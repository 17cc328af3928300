//! Error handling for buildpack-notify.
//!
//! Each layer owns a strongly-typed error enum built with [`thiserror`]:
//!
//! - [`FetchError`] - platform API requests, pagination and authentication
//! - [`StoreError`] - the persisted buildpack freshness store
//! - [`TemplateError`] - loading and rendering the notification template
//! - [`MailError`] - building and delivering notification emails
//! - [`ConfigError`] - environment and bound-service configuration
//!
//! [`NotifyError`] aggregates them for the run pipeline. Every variant of
//! [`NotifyError`] is fatal to a run; per-item conditions (an app without a
//! current droplet, a user without a valid email address) are logged and
//! skipped and never surface as errors.
//!
//! At the CLI boundary errors travel as [`anyhow::Error`] and are converted
//! by [`user_friendly_error`] into an [`ErrorContext`] that carries details
//! and an actionable suggestion for the operator.

use colored::Colorize;
use std::fmt;
use std::path::PathBuf;
use thiserror::Error;

/// Failures while talking to the platform API.
///
/// A `FetchError` aborts the whole run: app and buildpack listings must be
/// complete for the outdated-app decision to be correct, so partially fetched
/// listings are discarded rather than returned.
#[derive(Error, Debug)]
pub enum FetchError {
    /// The HTTP client could not be constructed.
    #[error("Unable to create the platform API client")]
    Client {
        /// Underlying reqwest error
        #[source]
        source: reqwest::Error,
    },

    /// The request could not be sent or its body could not be read.
    #[error("Request to {path} failed")]
    Request {
        /// Request path (or URL for authentication endpoints)
        path: String,
        /// Underlying reqwest error
        #[source]
        source: reqwest::Error,
    },

    /// The platform answered with a non-success status code.
    #[error("Request to {path} returned HTTP {status}")]
    Status {
        /// Request path
        path: String,
        /// HTTP status code
        status: u16,
        /// Start of the response body, for diagnostics
        body: String,
    },

    /// The response body did not match the expected envelope.
    #[error("Unable to decode response from {path}")]
    Decode {
        /// Request path
        path: String,
        /// Underlying JSON error
        #[source]
        source: serde_json::Error,
    },

    /// A next-page link could not be turned into a request path.
    #[error("Invalid next-page link '{link}'")]
    InvalidLink {
        /// The link as returned by the server
        link: String,
    },

    /// A next-page link pointed back to a page that was already fetched.
    #[error("Pagination loop detected at {path}")]
    PaginationLoop {
        /// The repeated request path
        path: String,
    },

    /// The client-credentials token exchange was rejected.
    #[error("Authentication against {endpoint} failed: {reason}")]
    Auth {
        /// Token endpoint
        endpoint: String,
        /// Short reason (status code or missing token)
        reason: String,
    },
}

/// Failures of the persisted buildpack freshness store.
#[derive(Error, Debug)]
pub enum StoreError {
    /// The backing database could not be opened or initialised.
    #[error("Unable to open freshness store at {location}")]
    Open {
        /// Database location as configured
        location: String,
        /// Underlying SQLite error
        #[source]
        source: rusqlite::Error,
    },

    /// The directory that should hold the database file could not be created.
    #[error("Unable to create directory {path} for the freshness store")]
    Directory {
        /// Directory path
        path: PathBuf,
        /// Underlying IO error
        #[source]
        source: std::io::Error,
    },

    /// A statement against an open store failed.
    #[error("Freshness store {operation} failed")]
    Query {
        /// The store operation (load, save, clear)
        operation: &'static str,
        /// Underlying SQLite error
        #[source]
        source: rusqlite::Error,
    },
}

/// Failures of the notification template.
#[derive(Error, Debug)]
pub enum TemplateError {
    /// The template file is missing or does not parse.
    #[error("Unable to load template {}", path.display())]
    Load {
        /// Path of the template file
        path: PathBuf,
        /// Underlying Tera error
        #[source]
        source: tera::Error,
    },

    /// The template failed while rendering an email.
    #[error("Unable to render template {name}")]
    Render {
        /// Registered template name
        name: String,
        /// Underlying Tera error
        #[source]
        source: tera::Error,
    },
}

/// Failures while building or delivering an email.
#[derive(Error, Debug)]
pub enum MailError {
    /// An address could not be parsed.
    #[error("Invalid email address '{address}'")]
    Address {
        /// The rejected address
        address: String,
        /// Underlying parse error
        #[source]
        source: lettre::address::AddressError,
    },

    /// TLS parameters or the trusted certificate could not be set up.
    #[error("Unable to configure SMTP TLS")]
    Tls(#[source] lettre::transport::smtp::Error),

    /// The message could not be assembled.
    #[error("Unable to build email message")]
    Build(#[source] lettre::error::Error),

    /// The SMTP server rejected or failed to accept the message.
    #[error("SMTP delivery failed")]
    Transport(#[source] lettre::transport::smtp::Error),

    /// Sending is disabled (dry-run).
    #[error("Email delivery is disabled")]
    Disabled,
}

/// Failures while reading configuration.
#[derive(Error, Debug)]
pub enum ConfigError {
    /// Required variables are absent from both the environment and `VCAP_SERVICES`.
    #[error("Missing required configuration: {}", variables.join(", "))]
    Missing {
        /// Names of every missing variable
        variables: Vec<String>,
    },

    /// A variable is present but unusable.
    #[error("Invalid value for {variable}: {reason}")]
    Invalid {
        /// Variable name
        variable: String,
        /// Why the value was rejected
        reason: String,
    },

    /// `VCAP_SERVICES` is not valid JSON in the bound-services shape.
    #[error("Unable to parse VCAP_SERVICES")]
    VcapServices(#[source] serde_json::Error),
}

/// Fatal errors of a notification run.
#[derive(Error, Debug)]
pub enum NotifyError {
    /// See [`ConfigError`].
    #[error(transparent)]
    Config(#[from] ConfigError),

    /// See [`FetchError`].
    #[error(transparent)]
    Fetch(#[from] FetchError),

    /// See [`StoreError`].
    #[error(transparent)]
    Store(#[from] StoreError),

    /// See [`TemplateError`].
    #[error(transparent)]
    Template(#[from] TemplateError),

    /// See [`MailError`].
    #[error(transparent)]
    Mail(#[from] MailError),

    /// A timestamp did not follow RFC 3339. This indicates an API contract
    /// violation (or a corrupted store row), never a per-app condition.
    #[error("Malformed timestamp '{value}' on {subject}")]
    InvalidTimestamp {
        /// What the timestamp belongs to, with its GUID
        subject: String,
        /// The raw value
        value: String,
        /// Underlying chrono error
        #[source]
        source: chrono::ParseError,
    },

    /// The health-check listener could not bind or serve.
    #[error("Health-check listener on {addr} failed")]
    Server {
        /// Bind address
        addr: String,
        /// Underlying IO error
        #[source]
        source: std::io::Error,
    },
}

impl NotifyError {
    /// The per-layer error this variant wraps, if any.
    fn layer(&self) -> Option<&(dyn std::error::Error + 'static)> {
        match self {
            Self::Config(error) => Some(error),
            Self::Fetch(error) => Some(error),
            Self::Store(error) => Some(error),
            Self::Template(error) => Some(error),
            Self::Mail(error) => Some(error),
            Self::InvalidTimestamp { .. } | Self::Server { .. } => None,
        }
    }
}

/// User-facing presentation of an error, with optional details and suggestion.
///
/// # Examples
///
/// ```rust,no_run
/// use buildpack_notify::core::ErrorContext;
///
/// let context = ErrorContext::new(anyhow::anyhow!("Unable to reach the platform API"))
///     .with_suggestion("Check CF_API and network connectivity")
///     .with_details("The run was aborted before any email was sent");
///
/// context.display();
/// ```
#[derive(Debug)]
pub struct ErrorContext {
    /// The underlying error
    pub error: anyhow::Error,
    /// Optional suggestion for resolving the error
    pub suggestion: Option<String>,
    /// Optional additional details about the error
    pub details: Option<String>,
}

impl ErrorContext {
    /// Wrap an error with no details or suggestion.
    #[must_use]
    pub const fn new(error: anyhow::Error) -> Self {
        Self {
            error,
            suggestion: None,
            details: None,
        }
    }

    /// Add a suggestion for resolving the error.
    pub fn with_suggestion(mut self, suggestion: impl Into<String>) -> Self {
        self.suggestion = Some(suggestion.into());
        self
    }

    /// Add details explaining the error.
    pub fn with_details(mut self, details: impl Into<String>) -> Self {
        self.details = Some(details.into());
        self
    }

    /// Print the error to stderr: error in red, details in yellow, suggestion in green.
    pub fn display(&self) {
        eprintln!("{}: {:#}", "error".red().bold(), self.error);

        if let Some(details) = &self.details {
            eprintln!("{}: {}", "details".yellow(), details);
        }

        if let Some(suggestion) = &self.suggestion {
            eprintln!("{}: {}", "suggestion".green(), suggestion);
        }
    }
}

impl fmt::Display for ErrorContext {
    fn fmt(&self, f: &mut fmt::Formatter<'_>) -> fmt::Result {
        write!(f, "{:#}", self.error)?;

        if let Some(details) = &self.details {
            write!(f, "\nDetails: {details}")?;
        }

        if let Some(suggestion) = &self.suggestion {
            write!(f, "\nSuggestion: {suggestion}")?;
        }

        Ok(())
    }
}

/// Convert any error into an [`ErrorContext`] with operator guidance.
///
/// The error chain is searched for the typed errors of this crate so that the
/// guidance still applies when the error was wrapped with extra context.
#[must_use]
pub fn user_friendly_error(error: anyhow::Error) -> ErrorContext {
    if let Some(fetch) = find_in_chain::<FetchError>(&error) {
        let (details, suggestion) = fetch_guidance(fetch);
        return ErrorContext::new(error).with_details(details).with_suggestion(suggestion);
    }

    if let Some(store) = find_in_chain::<StoreError>(&error) {
        let details = match store {
            StoreError::Open { .. } | StoreError::Directory { .. } => {
                "The freshness database could not be opened"
            }
            StoreError::Query { .. } => "The freshness database rejected a statement",
        };
        return ErrorContext::new(error)
            .with_details(details)
            .with_suggestion(
                "Check DATABASE_URL and file permissions, or run with --clear to reset the store",
            );
    }

    if let Some(config) = find_in_chain::<ConfigError>(&error) {
        let suggestion = match config {
            ConfigError::Missing { .. } => {
                "Set the missing variables in the environment or bind a service that provides them"
            }
            ConfigError::Invalid { .. } => "Correct the variable and run again",
            ConfigError::VcapServices(_) => {
                "VCAP_SERVICES must be the JSON object provided by the platform"
            }
        };
        return ErrorContext::new(error).with_suggestion(suggestion);
    }

    if let Some(template) = find_in_chain::<TemplateError>(&error) {
        let missing_file = matches!(template, TemplateError::Load { .. });
        let context = ErrorContext::new(error);
        return if missing_file {
            context
                .with_suggestion("Run from the directory containing templates/ or set TEMPLATE_DIR")
        } else {
            context.with_details("The notification template references data that was not provided")
        };
    }

    match find_in_chain::<NotifyError>(&error) {
        Some(NotifyError::InvalidTimestamp { .. }) => ErrorContext::new(error)
            .with_details("The platform API returned a timestamp that is not RFC 3339")
            .with_suggestion(
                "Inspect the named resource through the API; no notifications were sent",
            ),
        Some(NotifyError::Server { .. }) => {
            ErrorContext::new(error).with_suggestion("Check that PORT is free and valid")
        }
        _ => ErrorContext::new(error),
    }
}

/// Find `E` in the chain, looking through the transparent [`NotifyError`] variants.
fn find_in_chain<E: std::error::Error + 'static>(error: &anyhow::Error) -> Option<&E> {
    error.chain().find_map(|cause| {
        cause.downcast_ref::<E>().or_else(|| {
            cause
                .downcast_ref::<NotifyError>()
                .and_then(NotifyError::layer)
                .and_then(|layer| layer.downcast_ref::<E>())
        })
    })
}

fn fetch_guidance(error: &FetchError) -> (&'static str, &'static str) {
    match error {
        FetchError::Auth { .. } => (
            "The client-credentials token exchange was rejected",
            "Verify CLIENT_ID and CLIENT_SECRET and that the client has cloud_controller.admin_read_only",
        ),
        FetchError::Client { .. } | FetchError::Request { .. } => (
            "The platform API could not be reached",
            "Check CF_API, network connectivity, and set INSECURE=1 only for self-signed test environments",
        ),
        FetchError::Status { .. } => (
            "The platform API answered with an error status",
            "Re-run the job; if it persists inspect the API response body with --verbose",
        ),
        FetchError::Decode { .. }
        | FetchError::InvalidLink { .. }
        | FetchError::PaginationLoop { .. } => (
            "The platform API returned a response this job does not understand",
            "Check that CF_API points at a Cloud Foundry API with V2 and V3 endpoints enabled",
        ),
    }
}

- [What you are asked to do]: Your answer should be a single number: the count of lines in the entries that contain the word "statement".

- [Response box]: 2